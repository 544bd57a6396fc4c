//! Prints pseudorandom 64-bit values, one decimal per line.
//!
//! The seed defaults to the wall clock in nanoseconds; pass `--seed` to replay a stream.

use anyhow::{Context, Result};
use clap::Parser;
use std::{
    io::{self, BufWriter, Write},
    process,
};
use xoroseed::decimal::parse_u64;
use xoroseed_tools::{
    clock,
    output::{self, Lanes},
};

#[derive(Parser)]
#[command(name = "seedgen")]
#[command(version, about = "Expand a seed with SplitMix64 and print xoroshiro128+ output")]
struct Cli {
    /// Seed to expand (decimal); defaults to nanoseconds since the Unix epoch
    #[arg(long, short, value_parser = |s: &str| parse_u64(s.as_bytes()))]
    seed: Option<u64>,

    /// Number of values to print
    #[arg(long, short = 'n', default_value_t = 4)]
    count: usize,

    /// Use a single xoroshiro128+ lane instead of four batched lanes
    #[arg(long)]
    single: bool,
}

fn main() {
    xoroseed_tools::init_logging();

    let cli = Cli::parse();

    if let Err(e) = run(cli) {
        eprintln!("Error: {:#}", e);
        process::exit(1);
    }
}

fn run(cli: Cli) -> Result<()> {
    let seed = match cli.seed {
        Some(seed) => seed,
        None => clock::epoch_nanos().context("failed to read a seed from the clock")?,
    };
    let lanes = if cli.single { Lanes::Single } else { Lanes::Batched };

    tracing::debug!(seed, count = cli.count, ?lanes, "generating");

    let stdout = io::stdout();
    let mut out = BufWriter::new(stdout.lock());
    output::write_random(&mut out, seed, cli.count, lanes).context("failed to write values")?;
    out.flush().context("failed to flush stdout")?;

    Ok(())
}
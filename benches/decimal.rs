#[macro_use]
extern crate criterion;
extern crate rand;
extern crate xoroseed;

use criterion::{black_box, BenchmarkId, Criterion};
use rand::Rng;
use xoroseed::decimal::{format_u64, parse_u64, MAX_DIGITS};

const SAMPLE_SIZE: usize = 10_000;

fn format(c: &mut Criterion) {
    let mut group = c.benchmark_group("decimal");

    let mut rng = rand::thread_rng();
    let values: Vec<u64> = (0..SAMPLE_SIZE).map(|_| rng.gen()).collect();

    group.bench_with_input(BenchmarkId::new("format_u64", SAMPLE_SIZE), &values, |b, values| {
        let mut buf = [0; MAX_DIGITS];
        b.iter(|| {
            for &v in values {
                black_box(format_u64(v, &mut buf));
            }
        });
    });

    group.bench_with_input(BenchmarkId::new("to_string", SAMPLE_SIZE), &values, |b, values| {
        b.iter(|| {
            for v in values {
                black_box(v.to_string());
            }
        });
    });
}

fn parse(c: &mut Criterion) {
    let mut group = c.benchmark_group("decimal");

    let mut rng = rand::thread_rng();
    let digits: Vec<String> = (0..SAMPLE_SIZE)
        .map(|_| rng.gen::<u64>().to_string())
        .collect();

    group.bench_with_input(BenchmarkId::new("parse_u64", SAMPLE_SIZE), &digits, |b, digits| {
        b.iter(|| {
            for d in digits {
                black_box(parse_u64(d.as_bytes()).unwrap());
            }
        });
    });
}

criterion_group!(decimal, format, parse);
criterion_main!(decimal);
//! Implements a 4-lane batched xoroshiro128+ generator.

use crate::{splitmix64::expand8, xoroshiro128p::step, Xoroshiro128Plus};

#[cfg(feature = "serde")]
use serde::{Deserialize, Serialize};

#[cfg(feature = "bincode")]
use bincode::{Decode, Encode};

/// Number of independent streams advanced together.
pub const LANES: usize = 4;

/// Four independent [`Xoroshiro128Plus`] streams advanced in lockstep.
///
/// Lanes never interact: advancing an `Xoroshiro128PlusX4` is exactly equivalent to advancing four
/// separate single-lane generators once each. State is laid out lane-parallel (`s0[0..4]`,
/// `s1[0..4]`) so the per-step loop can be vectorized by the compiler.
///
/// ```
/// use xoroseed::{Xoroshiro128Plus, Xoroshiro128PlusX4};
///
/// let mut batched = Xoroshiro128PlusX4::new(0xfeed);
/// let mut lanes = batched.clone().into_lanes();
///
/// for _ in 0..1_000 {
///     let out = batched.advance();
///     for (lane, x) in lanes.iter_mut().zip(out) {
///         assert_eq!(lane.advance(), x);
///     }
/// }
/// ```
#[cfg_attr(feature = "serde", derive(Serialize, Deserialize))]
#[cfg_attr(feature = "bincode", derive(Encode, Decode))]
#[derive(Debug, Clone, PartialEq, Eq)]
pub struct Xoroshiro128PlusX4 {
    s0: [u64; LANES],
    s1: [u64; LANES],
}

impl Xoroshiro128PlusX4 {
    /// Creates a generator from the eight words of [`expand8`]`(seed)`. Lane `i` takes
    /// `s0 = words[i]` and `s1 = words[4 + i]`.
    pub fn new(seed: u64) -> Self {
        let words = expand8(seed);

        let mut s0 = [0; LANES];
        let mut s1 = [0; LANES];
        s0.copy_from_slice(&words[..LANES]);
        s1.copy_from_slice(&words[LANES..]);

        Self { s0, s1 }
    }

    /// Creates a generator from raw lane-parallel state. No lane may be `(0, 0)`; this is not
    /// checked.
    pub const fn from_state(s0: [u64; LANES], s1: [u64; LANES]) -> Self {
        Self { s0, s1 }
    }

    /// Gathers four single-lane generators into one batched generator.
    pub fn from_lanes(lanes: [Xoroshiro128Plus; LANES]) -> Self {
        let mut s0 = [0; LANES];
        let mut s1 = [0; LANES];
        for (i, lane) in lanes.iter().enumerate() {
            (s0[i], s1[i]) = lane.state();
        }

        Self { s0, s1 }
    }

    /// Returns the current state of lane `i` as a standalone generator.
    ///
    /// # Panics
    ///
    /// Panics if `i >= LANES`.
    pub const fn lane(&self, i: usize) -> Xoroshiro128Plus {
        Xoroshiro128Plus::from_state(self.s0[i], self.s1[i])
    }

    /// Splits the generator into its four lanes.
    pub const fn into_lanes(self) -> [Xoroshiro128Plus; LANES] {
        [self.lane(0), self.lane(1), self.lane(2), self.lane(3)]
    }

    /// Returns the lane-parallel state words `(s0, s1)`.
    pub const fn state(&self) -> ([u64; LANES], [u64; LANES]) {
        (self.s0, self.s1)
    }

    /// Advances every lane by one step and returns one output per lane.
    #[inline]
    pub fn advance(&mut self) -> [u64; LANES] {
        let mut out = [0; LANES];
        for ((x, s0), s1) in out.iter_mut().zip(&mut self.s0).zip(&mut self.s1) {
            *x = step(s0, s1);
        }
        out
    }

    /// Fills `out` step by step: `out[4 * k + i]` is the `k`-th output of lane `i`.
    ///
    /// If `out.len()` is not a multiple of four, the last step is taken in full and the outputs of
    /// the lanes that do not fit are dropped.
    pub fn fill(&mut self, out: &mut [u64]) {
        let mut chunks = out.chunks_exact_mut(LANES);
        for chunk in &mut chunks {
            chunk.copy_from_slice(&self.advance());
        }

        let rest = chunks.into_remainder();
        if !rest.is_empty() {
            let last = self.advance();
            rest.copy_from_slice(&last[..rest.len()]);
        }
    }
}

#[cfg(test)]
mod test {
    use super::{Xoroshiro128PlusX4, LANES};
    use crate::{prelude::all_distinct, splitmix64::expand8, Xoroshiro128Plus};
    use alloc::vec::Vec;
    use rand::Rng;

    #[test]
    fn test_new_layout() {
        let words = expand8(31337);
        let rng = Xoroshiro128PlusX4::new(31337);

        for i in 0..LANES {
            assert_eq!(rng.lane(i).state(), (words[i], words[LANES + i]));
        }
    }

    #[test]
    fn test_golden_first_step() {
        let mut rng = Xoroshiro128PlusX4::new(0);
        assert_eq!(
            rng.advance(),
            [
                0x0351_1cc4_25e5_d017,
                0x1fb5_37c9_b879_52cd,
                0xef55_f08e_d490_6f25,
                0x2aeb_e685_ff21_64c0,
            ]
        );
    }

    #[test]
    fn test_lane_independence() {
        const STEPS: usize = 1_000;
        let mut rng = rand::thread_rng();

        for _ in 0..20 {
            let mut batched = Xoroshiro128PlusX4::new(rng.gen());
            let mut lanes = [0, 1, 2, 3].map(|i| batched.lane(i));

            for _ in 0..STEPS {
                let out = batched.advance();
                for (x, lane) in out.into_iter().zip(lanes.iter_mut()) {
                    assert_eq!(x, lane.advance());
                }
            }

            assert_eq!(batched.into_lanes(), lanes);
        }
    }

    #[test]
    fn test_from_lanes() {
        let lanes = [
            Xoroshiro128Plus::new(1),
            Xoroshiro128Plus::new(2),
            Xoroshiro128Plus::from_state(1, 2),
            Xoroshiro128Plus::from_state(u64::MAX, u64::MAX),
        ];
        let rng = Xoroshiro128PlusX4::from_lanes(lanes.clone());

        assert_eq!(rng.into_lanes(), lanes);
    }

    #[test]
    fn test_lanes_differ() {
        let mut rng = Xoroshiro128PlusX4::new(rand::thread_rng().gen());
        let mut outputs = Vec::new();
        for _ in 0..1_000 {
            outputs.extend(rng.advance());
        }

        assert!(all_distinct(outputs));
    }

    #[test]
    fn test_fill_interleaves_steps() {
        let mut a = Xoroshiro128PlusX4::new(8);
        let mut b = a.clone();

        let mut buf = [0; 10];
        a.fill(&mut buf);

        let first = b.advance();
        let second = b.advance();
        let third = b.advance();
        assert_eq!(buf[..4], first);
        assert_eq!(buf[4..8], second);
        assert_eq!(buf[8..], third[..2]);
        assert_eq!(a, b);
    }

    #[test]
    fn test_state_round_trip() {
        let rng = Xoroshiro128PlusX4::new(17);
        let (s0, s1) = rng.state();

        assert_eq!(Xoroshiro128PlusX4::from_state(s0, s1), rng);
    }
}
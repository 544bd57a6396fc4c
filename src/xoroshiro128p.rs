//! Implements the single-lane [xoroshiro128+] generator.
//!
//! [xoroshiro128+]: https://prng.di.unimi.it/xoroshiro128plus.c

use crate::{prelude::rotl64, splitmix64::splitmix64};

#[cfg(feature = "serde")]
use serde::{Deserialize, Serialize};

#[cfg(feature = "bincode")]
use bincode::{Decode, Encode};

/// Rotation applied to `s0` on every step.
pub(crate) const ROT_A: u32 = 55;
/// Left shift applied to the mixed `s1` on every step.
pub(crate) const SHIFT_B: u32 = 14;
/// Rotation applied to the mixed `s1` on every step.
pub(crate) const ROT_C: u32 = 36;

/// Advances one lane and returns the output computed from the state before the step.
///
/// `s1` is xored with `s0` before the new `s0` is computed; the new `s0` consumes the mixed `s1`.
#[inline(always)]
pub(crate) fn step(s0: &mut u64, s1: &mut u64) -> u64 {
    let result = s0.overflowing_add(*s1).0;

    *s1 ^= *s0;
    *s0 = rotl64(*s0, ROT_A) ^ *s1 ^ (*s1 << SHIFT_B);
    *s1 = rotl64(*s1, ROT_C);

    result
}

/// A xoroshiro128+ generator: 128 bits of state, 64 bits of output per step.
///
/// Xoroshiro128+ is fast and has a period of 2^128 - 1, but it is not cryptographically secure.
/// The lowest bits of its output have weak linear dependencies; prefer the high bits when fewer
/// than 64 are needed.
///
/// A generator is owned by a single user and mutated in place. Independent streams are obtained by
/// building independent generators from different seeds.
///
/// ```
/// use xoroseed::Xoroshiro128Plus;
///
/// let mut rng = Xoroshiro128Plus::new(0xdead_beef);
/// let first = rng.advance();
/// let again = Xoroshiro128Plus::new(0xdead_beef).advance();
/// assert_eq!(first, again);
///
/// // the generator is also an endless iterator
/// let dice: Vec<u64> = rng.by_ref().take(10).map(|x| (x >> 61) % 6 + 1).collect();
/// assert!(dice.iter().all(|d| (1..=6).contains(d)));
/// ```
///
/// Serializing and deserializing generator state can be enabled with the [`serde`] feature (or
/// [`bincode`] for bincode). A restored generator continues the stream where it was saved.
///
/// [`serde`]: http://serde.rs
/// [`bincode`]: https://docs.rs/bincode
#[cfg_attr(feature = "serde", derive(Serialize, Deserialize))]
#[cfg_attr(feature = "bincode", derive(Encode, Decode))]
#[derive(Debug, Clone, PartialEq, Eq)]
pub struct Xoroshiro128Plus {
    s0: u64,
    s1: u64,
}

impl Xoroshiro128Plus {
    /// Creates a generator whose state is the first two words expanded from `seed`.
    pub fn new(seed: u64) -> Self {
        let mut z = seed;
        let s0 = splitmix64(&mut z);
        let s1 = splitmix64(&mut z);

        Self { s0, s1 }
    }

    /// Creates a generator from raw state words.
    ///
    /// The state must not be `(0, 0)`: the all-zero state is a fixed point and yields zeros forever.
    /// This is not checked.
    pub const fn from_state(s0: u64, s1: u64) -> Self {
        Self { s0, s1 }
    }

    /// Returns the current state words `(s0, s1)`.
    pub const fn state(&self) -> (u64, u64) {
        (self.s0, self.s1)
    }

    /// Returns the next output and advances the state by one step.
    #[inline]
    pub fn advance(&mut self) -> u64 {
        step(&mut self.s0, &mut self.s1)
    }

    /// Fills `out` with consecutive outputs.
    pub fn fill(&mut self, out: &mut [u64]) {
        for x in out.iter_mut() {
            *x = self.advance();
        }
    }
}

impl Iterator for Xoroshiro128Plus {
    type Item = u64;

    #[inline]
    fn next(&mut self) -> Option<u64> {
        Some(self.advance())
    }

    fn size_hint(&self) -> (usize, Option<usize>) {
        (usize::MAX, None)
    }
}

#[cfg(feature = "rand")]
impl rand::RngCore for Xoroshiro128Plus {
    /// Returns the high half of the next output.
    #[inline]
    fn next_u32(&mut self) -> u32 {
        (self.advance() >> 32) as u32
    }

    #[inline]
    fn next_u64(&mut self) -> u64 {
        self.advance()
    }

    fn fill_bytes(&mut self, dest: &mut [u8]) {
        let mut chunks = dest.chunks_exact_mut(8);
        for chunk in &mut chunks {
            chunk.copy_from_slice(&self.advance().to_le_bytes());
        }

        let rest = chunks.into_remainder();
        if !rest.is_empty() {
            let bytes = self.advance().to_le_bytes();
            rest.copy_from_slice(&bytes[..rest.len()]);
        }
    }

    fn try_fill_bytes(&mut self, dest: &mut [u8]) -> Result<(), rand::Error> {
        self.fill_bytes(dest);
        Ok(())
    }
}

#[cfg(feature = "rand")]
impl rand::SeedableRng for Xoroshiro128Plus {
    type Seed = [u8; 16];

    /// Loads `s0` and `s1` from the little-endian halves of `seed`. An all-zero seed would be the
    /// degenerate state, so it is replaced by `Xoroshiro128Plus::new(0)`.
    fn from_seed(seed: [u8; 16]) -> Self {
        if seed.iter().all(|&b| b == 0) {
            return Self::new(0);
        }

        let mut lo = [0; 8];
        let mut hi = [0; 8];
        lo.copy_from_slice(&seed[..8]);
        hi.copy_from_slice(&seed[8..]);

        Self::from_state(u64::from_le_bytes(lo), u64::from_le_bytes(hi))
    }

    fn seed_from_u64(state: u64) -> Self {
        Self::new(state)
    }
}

Your objective:
What lines in the listing contain "extern"? Copy them all.

Exercise solution:
extern crate criterion;
extern crate rand;
extern crate xoroseed;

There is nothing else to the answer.